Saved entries

::::::::

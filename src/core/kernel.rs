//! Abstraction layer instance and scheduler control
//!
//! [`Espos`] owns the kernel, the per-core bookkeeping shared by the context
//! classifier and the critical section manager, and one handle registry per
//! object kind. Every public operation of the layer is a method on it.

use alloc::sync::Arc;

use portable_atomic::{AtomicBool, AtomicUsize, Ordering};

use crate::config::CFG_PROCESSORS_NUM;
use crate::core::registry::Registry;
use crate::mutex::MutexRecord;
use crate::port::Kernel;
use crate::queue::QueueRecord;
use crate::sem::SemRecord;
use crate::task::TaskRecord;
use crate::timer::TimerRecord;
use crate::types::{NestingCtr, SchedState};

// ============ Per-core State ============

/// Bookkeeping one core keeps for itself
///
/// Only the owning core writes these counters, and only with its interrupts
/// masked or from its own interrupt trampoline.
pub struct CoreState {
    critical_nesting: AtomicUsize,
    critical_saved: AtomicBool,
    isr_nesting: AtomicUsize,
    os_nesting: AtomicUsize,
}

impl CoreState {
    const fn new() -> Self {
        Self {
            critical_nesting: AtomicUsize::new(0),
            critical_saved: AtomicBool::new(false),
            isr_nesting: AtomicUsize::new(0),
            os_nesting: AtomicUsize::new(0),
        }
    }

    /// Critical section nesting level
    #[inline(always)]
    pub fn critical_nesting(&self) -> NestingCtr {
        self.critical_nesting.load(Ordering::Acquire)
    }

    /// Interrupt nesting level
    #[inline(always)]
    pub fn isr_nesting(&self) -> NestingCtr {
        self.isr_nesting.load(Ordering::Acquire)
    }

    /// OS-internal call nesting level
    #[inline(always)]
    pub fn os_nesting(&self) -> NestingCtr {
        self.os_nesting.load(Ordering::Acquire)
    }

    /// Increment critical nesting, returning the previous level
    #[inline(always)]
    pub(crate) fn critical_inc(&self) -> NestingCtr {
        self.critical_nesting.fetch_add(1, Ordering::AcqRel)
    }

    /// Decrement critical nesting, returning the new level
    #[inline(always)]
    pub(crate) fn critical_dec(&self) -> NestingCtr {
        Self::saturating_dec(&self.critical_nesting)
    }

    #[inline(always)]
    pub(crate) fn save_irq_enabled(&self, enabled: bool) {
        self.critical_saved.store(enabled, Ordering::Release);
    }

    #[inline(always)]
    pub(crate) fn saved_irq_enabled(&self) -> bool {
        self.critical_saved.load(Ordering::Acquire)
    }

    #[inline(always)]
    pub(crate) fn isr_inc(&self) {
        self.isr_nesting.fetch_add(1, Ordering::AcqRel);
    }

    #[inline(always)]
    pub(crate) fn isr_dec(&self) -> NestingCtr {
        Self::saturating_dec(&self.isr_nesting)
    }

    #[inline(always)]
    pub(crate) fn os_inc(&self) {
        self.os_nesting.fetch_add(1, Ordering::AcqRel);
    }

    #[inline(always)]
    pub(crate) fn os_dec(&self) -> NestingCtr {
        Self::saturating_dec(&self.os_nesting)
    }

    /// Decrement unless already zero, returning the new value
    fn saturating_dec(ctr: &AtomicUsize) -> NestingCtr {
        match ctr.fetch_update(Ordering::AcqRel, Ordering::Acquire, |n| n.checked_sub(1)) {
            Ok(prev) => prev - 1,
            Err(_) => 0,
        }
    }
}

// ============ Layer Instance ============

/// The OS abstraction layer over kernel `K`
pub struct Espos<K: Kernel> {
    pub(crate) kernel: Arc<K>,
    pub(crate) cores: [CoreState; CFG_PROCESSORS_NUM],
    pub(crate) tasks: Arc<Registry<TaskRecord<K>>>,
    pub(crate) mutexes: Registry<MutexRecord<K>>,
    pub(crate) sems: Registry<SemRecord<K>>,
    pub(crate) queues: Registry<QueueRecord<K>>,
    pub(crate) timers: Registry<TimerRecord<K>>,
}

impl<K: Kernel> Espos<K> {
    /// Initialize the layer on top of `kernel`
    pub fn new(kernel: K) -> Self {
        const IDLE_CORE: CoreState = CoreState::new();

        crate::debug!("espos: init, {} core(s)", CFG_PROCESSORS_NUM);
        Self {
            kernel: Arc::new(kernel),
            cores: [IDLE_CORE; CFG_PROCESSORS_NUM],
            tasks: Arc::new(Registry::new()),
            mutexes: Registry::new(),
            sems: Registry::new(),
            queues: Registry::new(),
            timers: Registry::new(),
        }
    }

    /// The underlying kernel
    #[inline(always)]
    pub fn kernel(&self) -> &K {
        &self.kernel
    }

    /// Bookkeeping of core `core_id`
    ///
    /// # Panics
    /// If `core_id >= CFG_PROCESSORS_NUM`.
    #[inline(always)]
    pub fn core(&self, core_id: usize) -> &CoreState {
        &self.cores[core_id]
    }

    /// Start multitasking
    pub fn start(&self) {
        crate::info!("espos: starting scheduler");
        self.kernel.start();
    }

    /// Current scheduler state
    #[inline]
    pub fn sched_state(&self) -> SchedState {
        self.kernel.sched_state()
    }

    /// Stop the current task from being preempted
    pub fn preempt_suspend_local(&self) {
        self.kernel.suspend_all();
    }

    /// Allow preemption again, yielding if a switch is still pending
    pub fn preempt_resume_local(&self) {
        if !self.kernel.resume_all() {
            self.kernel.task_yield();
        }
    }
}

::::::::

Nothing but the lines from the one with "from being preempted" through the final line of the records above should appear, each copied exactly.

    /// Stop the current task from being preempted
    pub fn preempt_suspend_local(&self) {
        self.kernel.suspend_all();
    }

    /// Allow preemption again, yielding if a switch is still pending
    pub fn preempt_resume_local(&self) {
        if !self.kernel.resume_all() {
            self.kernel.task_yield();
        }
    }
}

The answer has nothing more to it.